Andai bisa memilih, aku ingin kejutan buruk dan nasib sial itu datang saja ke orang lain, yang secara fisik dan fulus jauh lebih mapan. Apesnya, mereka selalu saja mampir dalam wujud cedera kaki atau sakit mendadak, tiap kali ada janji nonton film atau makan berdua.
Lebih sialnya lagi, itu bahkan datang juga saat ada janji acara santai berdua saja dengan teman dari golongan lawan jenis.
Aku tak tahu, itu kebetulan atau bukan, tapi rentetan kesialan itu selalu saja merusak semuanya. Andai bisa pinjam kaos milik Si Badung Mario Balotelli, aku akan memamerkannya dengan ugal-ugalan, sama seperti cara semua kesialan itu datang.

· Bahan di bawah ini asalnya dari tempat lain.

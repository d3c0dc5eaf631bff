// SPDX-License-Identifier: MIT
// SPDX-FileCopyrightText: 2026 ® John Hauger Mitander <john@mitander.dev>

use alloy::primitives::B256;
use alloy::primitives::utils::parse_units;

pub fn strip_0x(s: &str) -> &str {
    s.strip_prefix("0x")
        .or_else(|| s.strip_prefix("0X"))
        .unwrap_or(s)
}

pub fn parse_hex_bytes(s: &str) -> Option<Vec<u8>> {
    hex::decode(strip_0x(s)).ok()
}

pub fn parse_b256_hex(s: &str) -> Option<B256> {
    let bytes = parse_hex_bytes(s)?;
    if bytes.len() != 32 {
        return None;
    }
    Some(B256::from_slice(&bytes))
}

/// Decimal gwei amount (e.g. `"0.01"`, `"25"`) to wei.
pub fn parse_gwei(raw: &str) -> Option<u128> {
    let trimmed = raw.trim();
    if trimmed.is_empty() || trimmed.starts_with('-') {
        return None;
    }
    let wei = parse_units(trimmed, "gwei").ok()?.get_absolute();
    u128::try_from(wei).ok()
}

#[cfg(test)]
mod tests {
    use super::*;

    #[test]
    fn hex_parsers_accept_lower_and_upper_prefixes() {
        assert_eq!(parse_hex_bytes("0Xabcd"), Some(vec![0xab, 0xcd]));
        assert_eq!(parse_hex_bytes("abcd"), Some(vec![0xab, 0xcd]));
        let key = format!("0x{}", "11".repeat(32));
        assert_eq!(parse_b256_hex(&key), Some(B256::from([0x11; 32])));
        assert_eq!(parse_b256_hex(&"11".repeat(31)), None);
    }

    #[test]
    fn gwei_amounts_convert_to_wei() {
        assert_eq!(parse_gwei("0.01"), Some(10_000_000));
        assert_eq!(parse_gwei("25"), Some(25_000_000_000));
        assert_eq!(parse_gwei(" 1.5 "), Some(1_500_000_000));
        assert_eq!(parse_gwei(""), None);
        assert_eq!(parse_gwei("-1"), None);
        assert_eq!(parse_gwei("abc"), None);
    }
}
// SPDX-License-Identifier: MIT
// SPDX-FileCopyrightText: 2026 ® John Hauger Mitander <john@mitander.dev>

use crate::common::parsing::{parse_b256_hex, parse_gwei, strip_0x};
use crate::domain::constants::{
    self, DEFAULT_BLOB_FEE_FLOOR_GWEI, DEFAULT_BLOB_FEE_MULTIPLIER, DEFAULT_BLOB_SCHEDULE,
    DEFAULT_MONITOR_INTERVAL_SECS, DEFAULT_RPC_URL, DEFAULT_TIP_CAP_GWEI, MINT_CONTRACT_MAINNET,
    PER_ADDRESS_LIMIT, TOTAL_SUPPLY,
};
use crate::domain::error::AppError;
use crate::domain::session::{
    AcceptanceRule, BlobFeePolicy, MintLimits, SessionConfig, parse_blob_schedule,
};
use alloy::primitives::Address;
use alloy::signers::local::PrivateKeySigner;
use config::{Config, Environment, File};
use serde::Deserialize;
use std::path::Path;
use std::time::Duration;

/// Raw operator settings as read from file + environment. Validated into a
/// [`SessionConfig`] by [`GlobalSettings::session_config`].
#[derive(Debug, Deserialize, Clone)]
pub struct GlobalSettings {
    // General
    #[serde(default = "default_false")]
    pub debug: bool,
    #[serde(default = "default_false")]
    pub log_json: bool,
    #[serde(default = "default_false")]
    pub dry_run: bool,

    // Network
    #[serde(default = "default_rpc_url")]
    pub rpc_url: String,
    #[serde(default = "default_chain_id")]
    pub chain_id: u64,
    pub contract_address: Option<Address>,

    // Identity
    #[serde(default)]
    pub wallet_key: String,

    // Minting
    pub mint_count: Option<u64>,
    #[serde(default = "default_per_address_limit")]
    pub per_address_limit: u64,
    #[serde(default = "default_total_supply")]
    pub total_supply: u64,
    #[serde(default = "default_acceptance_rule")]
    pub acceptance_rule: String,
    pub workers: Option<usize>,

    // Fees (decimal gwei strings)
    pub max_fee_gwei: Option<String>,
    #[serde(default = "default_tip_cap_gwei")]
    pub tip_cap_gwei: String,
    #[serde(default = "default_blob_fee_multiplier")]
    pub blob_fee_multiplier: u64,
    #[serde(default = "default_blob_fee_floor_gwei")]
    pub blob_fee_floor_gwei: String,
    pub max_blob_fee_gwei: Option<String>,
    #[serde(default = "default_blob_schedule")]
    pub blob_schedule: String,

    // Observability
    pub metrics_port: Option<u16>,
    #[serde(default = "default_monitor_interval_secs")]
    pub monitor_interval_secs: u64,
}

// Defaults
fn default_false() -> bool {
    false
}
fn default_rpc_url() -> String {
    DEFAULT_RPC_URL.to_string()
}
fn default_chain_id() -> u64 {
    constants::CHAIN_ETHEREUM
}
fn default_per_address_limit() -> u64 {
    PER_ADDRESS_LIMIT
}
fn default_total_supply() -> u64 {
    TOTAL_SUPPLY
}
fn default_acceptance_rule() -> String {
    "truncate".to_string()
}
fn default_tip_cap_gwei() -> String {
    DEFAULT_TIP_CAP_GWEI.to_string()
}
fn default_blob_fee_multiplier() -> u64 {
    DEFAULT_BLOB_FEE_MULTIPLIER
}
fn default_blob_fee_floor_gwei() -> String {
    DEFAULT_BLOB_FEE_FLOOR_GWEI.to_string()
}
fn default_blob_schedule() -> String {
    DEFAULT_BLOB_SCHEDULE.to_string()
}
fn default_monitor_interval_secs() -> u64 {
    DEFAULT_MONITOR_INTERVAL_SECS
}

impl GlobalSettings {
    pub fn load_with_path(path: Option<&str>) -> Result<Self, AppError> {
        // Load .env file if it exists
        dotenvy::dotenv().ok();

        let mut builder = Config::builder();
        if let Some(selected_path) = path {
            builder = builder.add_source(File::from(Path::new(selected_path)).required(true));
        } else {
            builder = builder.add_source(File::with_name("config").required(false));
        }
        // Deterministic precedence: CLI (in main) > env/.env > config file.
        builder = builder.add_source(Environment::default());

        let settings: GlobalSettings = builder.build()?.try_deserialize()?;

        if settings.wallet_key.trim().is_empty() {
            return Err(AppError::Config("WALLET_KEY is missing".to_string()));
        }

        Ok(settings)
    }

    pub fn contract(&self) -> Address {
        self.contract_address.unwrap_or(MINT_CONTRACT_MAINNET)
    }

    pub fn worker_count(&self) -> usize {
        self.workers
            .unwrap_or_else(constants::default_worker_count)
            .max(1)
    }

    pub fn monitor_interval(&self) -> Duration {
        Duration::from_secs(self.monitor_interval_secs.max(1))
    }

    pub fn log_level(&self) -> &'static str {
        if self.debug { "debug" } else { "info" }
    }

    /// Validate every operator-supplied value and freeze them into a session.
    ///
    /// `suggested_gas_price` (wei) is the node's current suggestion, used when no
    /// explicit `max_fee_gwei` is configured.
    pub fn session_config(
        &self,
        suggested_gas_price: Option<u128>,
    ) -> Result<SessionConfig, AppError> {
        let signer = parse_wallet_key(&self.wallet_key)?;
        let sender = signer.address();

        if self.per_address_limit == 0 {
            return Err(AppError::validation("per_address_limit", "must be at least 1"));
        }
        let max_mints = self
            .mint_count
            .ok_or_else(|| AppError::validation("mint_count", "missing"))?;
        if max_mints == 0 || max_mints > self.per_address_limit {
            return Err(AppError::validation(
                "mint_count",
                format!("must be between 1 and {}", self.per_address_limit),
            ));
        }

        let max_fee_per_gas = match self.max_fee_gwei.as_deref() {
            Some(raw) => gwei_field("max_fee_gwei", raw)?,
            None => suggested_gas_price.ok_or_else(|| {
                AppError::validation("max_fee_gwei", "missing and no suggested gas price")
            })?,
        };
        let max_priority_fee_per_gas = gwei_field("tip_cap_gwei", &self.tip_cap_gwei)?;
        if max_priority_fee_per_gas > max_fee_per_gas {
            return Err(AppError::validation("tip_cap_gwei", "tip cap exceeds max fee"));
        }

        if self.blob_fee_multiplier == 0 {
            return Err(AppError::validation("blob_fee_multiplier", "must be at least 1"));
        }
        let blob_fee = BlobFeePolicy {
            multiplier: u128::from(self.blob_fee_multiplier),
            floor: gwei_field("blob_fee_floor_gwei", &self.blob_fee_floor_gwei)?,
            ceiling: self
                .max_blob_fee_gwei
                .as_deref()
                .map(|raw| gwei_field("max_blob_fee_gwei", raw))
                .transpose()?,
        };

        Ok(SessionConfig {
            signer,
            sender,
            chain_id: self.chain_id,
            contract: self.contract(),
            max_fee_per_gas,
            max_priority_fee_per_gas,
            blob_fee,
            blob_params: parse_blob_schedule(&self.blob_schedule)?,
            acceptance_rule: self.acceptance_rule.parse::<AcceptanceRule>()?,
            limits: MintLimits {
                per_address: self.per_address_limit,
                total_supply: self.total_supply,
            },
            max_mints,
            dry_run: self.dry_run,
        })
    }
}

/// 32-byte hex private key, `0x` prefix optional.
fn parse_wallet_key(raw: &str) -> Result<PrivateKeySigner, AppError> {
    let trimmed = raw.trim();
    if strip_0x(trimmed).len() != 64 {
        return Err(AppError::validation("wallet_key", "invalid length"));
    }
    let key = parse_b256_hex(trimmed)
        .ok_or_else(|| AppError::validation("wallet_key", "not valid hex"))?;
    PrivateKeySigner::from_bytes(&key)
        .map_err(|e| AppError::validation("wallet_key", format!("invalid secp256k1 key: {e}")))
}

fn gwei_field(field: &str, raw: &str) -> Result<u128, AppError> {
    parse_gwei(raw)
        .ok_or_else(|| AppError::validation(field, format!("`{raw}` is not a gwei amount")))
}

#[cfg(test)]
mod tests {
    use super::*;
    use alloy::eips::eip7840::BlobParams;
    use std::sync::{Mutex, OnceLock};

    const KEY: &str = "0x4c0883a69102937d6231471b5dbb6204fe5129617082792ae468d01a3f362318";
    const GWEI: u128 = 1_000_000_000;

    fn env_lock_guard() -> std::sync::MutexGuard<'static, ()> {
        static ENV_LOCK: OnceLock<Mutex<()>> = OnceLock::new();
        ENV_LOCK
            .get_or_init(|| Mutex::new(()))
            .lock()
            .unwrap_or_else(|e| e.into_inner())
    }

    fn base_settings() -> GlobalSettings {
        GlobalSettings {
            debug: false,
            log_json: false,
            dry_run: false,
            rpc_url: default_rpc_url(),
            chain_id: default_chain_id(),
            contract_address: None,
            wallet_key: KEY.to_string(),
            mint_count: Some(3),
            per_address_limit: default_per_address_limit(),
            total_supply: default_total_supply(),
            acceptance_rule: default_acceptance_rule(),
            workers: None,
            max_fee_gwei: Some("30".to_string()),
            tip_cap_gwei: default_tip_cap_gwei(),
            blob_fee_multiplier: default_blob_fee_multiplier(),
            blob_fee_floor_gwei: default_blob_fee_floor_gwei(),
            max_blob_fee_gwei: None,
            blob_schedule: default_blob_schedule(),
            metrics_port: None,
            monitor_interval_secs: default_monitor_interval_secs(),
        }
    }

    #[test]
    fn session_from_defaults_is_valid() {
        let session = base_settings().session_config(None).expect("session");
        assert_eq!(session.max_mints, 3);
        assert_eq!(session.max_fee_per_gas, 30 * GWEI);
        assert_eq!(session.max_priority_fee_per_gas, 10_000_000);
        assert_eq!(session.blob_fee.multiplier, 2);
        assert_eq!(session.blob_fee.floor, 20 * GWEI);
        assert_eq!(session.blob_fee.ceiling, None);
        assert_eq!(session.contract, MINT_CONTRACT_MAINNET);
        assert_eq!(session.blob_params, BlobParams::bpo2());
        assert_eq!(session.acceptance_rule, AcceptanceRule::Truncate);
        assert_eq!(session.sender, session.signer.address());
    }

    #[test]
    fn wallet_key_accepts_bare_hex_and_rejects_bad_lengths() {
        let mut settings = base_settings();
        settings.wallet_key = KEY.trim_start_matches("0x").to_string();
        assert!(settings.session_config(None).is_ok());

        settings.wallet_key = "0x1234".to_string();
        let err = settings.session_config(None).unwrap_err();
        assert!(matches!(err, AppError::Validation { field, .. } if field == "wallet_key"));

        settings.wallet_key = format!("0x{}", "zz".repeat(32));
        assert!(settings.session_config(None).is_err());
    }

    #[test]
    fn mint_count_is_bounded_by_address_limit() {
        let mut settings = base_settings();
        settings.mint_count = Some(5);
        assert!(settings.session_config(None).is_ok());
        settings.mint_count = Some(6);
        assert!(settings.session_config(None).is_err());
        settings.mint_count = Some(0);
        assert!(settings.session_config(None).is_err());
        settings.mint_count = None;
        assert!(settings.session_config(None).is_err());
    }

    #[test]
    fn max_fee_falls_back_to_suggested_gas_price() {
        let mut settings = base_settings();
        settings.max_fee_gwei = None;
        assert!(settings.session_config(None).is_err());
        let session = settings.session_config(Some(7 * GWEI)).expect("session");
        assert_eq!(session.max_fee_per_gas, 7 * GWEI);
    }

    #[test]
    fn tip_above_fee_cap_is_rejected() {
        let mut settings = base_settings();
        settings.tip_cap_gwei = "31".to_string();
        let err = settings.session_config(None).unwrap_err();
        assert!(matches!(err, AppError::Validation { field, .. } if field == "tip_cap_gwei"));
    }

    #[test]
    fn blob_schedule_selects_fork_parameters() {
        let mut settings = base_settings();
        settings.blob_schedule = "prague".to_string();
        let session = settings.session_config(None).expect("session");
        assert_eq!(session.blob_params, BlobParams::prague());

        settings.blob_schedule = "bpo9".to_string();
        let err = settings.session_config(None).unwrap_err();
        assert!(matches!(err, AppError::Validation { field, .. } if field == "blob_schedule"));
    }

    #[test]
    fn blob_fee_ceiling_is_parsed() {
        let mut settings = base_settings();
        settings.max_blob_fee_gwei = Some("12.5".to_string());
        let session = settings.session_config(None).expect("session");
        assert_eq!(session.blob_fee.ceiling, Some(12_500_000_000));

        settings.max_blob_fee_gwei = Some("lots".to_string());
        assert!(settings.session_config(None).is_err());
    }

    #[test]
    fn worker_count_never_zero() {
        let mut settings = base_settings();
        settings.workers = Some(0);
        assert_eq!(settings.worker_count(), 1);
        settings.workers = None;
        assert!(settings.worker_count() >= 1);
    }

    #[test]
    fn env_overrides_selected_file_values() {
        let _env_lock = env_lock_guard();
        let tmp = std::env::temp_dir().join(format!(
            "blobmint-env-override-{}-{}.toml",
            std::process::id(),
            std::time::SystemTime::now()
                .duration_since(std::time::UNIX_EPOCH)
                .unwrap_or_default()
                .as_nanos()
        ));
        let body = r#"
wallet_key = "file_wallet_key"
mint_count = 2
max_fee_gwei = "15"
"#;
        std::fs::write(&tmp, body).expect("write temp config");
        let old_wallet_key = std::env::var("WALLET_KEY").ok();
        unsafe {
            std::env::set_var("WALLET_KEY", "env_wallet_key");
        }

        let loaded = GlobalSettings::load_with_path(Some(tmp.to_str().expect("utf8 path")))
            .expect("load settings");
        assert_eq!(loaded.wallet_key, "env_wallet_key");
        assert_eq!(loaded.mint_count, Some(2));
        assert_eq!(loaded.max_fee_gwei.as_deref(), Some("15"));
        assert_eq!(loaded.tip_cap_gwei, DEFAULT_TIP_CAP_GWEI);

        std::fs::remove_file(&tmp).ok();
        if let Some(v) = old_wallet_key {
            unsafe { std::env::set_var("WALLET_KEY", v) };
        } else {
            unsafe { std::env::remove_var("WALLET_KEY") };
        }
    }
}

Lewat kaos itu, aku hanya ingin bertanya,
"Why always me?"
Semua rasa sakit itu lalu tumbuh menjadi rasa muak. Tiap kali ada kesempatan datang, tak ada harapan terlalu tinggi, karena akhirnya selalu sama: dipaksa kalah sebelum bertanding, dan pelan-pelan dilenyapkan secara karakter, lewat strategi jebakan offside friendzone yang begitu rapi.
Mungkin, inilah alasan, kenapa pepatah berbunyi "fitnah pembunuhan karakter lebih kejam daripada pembunuhan secara fisik". Dia bergerak tanpa suara, begitu terencana, dan hanya meninggalkan rasa sakit buat para korban.
Andai boleh protes, aku ingin bertanya,
"Kenapa para playboy atau playgirl boleh mengalaminya sampai ratusan kali, sementara aku belum juga boleh, barang sekali saja?"
"Apakah syarat 'sehat jasmani dan rohani' juga berlaku di sini?"
Kalau benar begitu, sungguh sangat biadab. Memang boleh se-dilarang itu?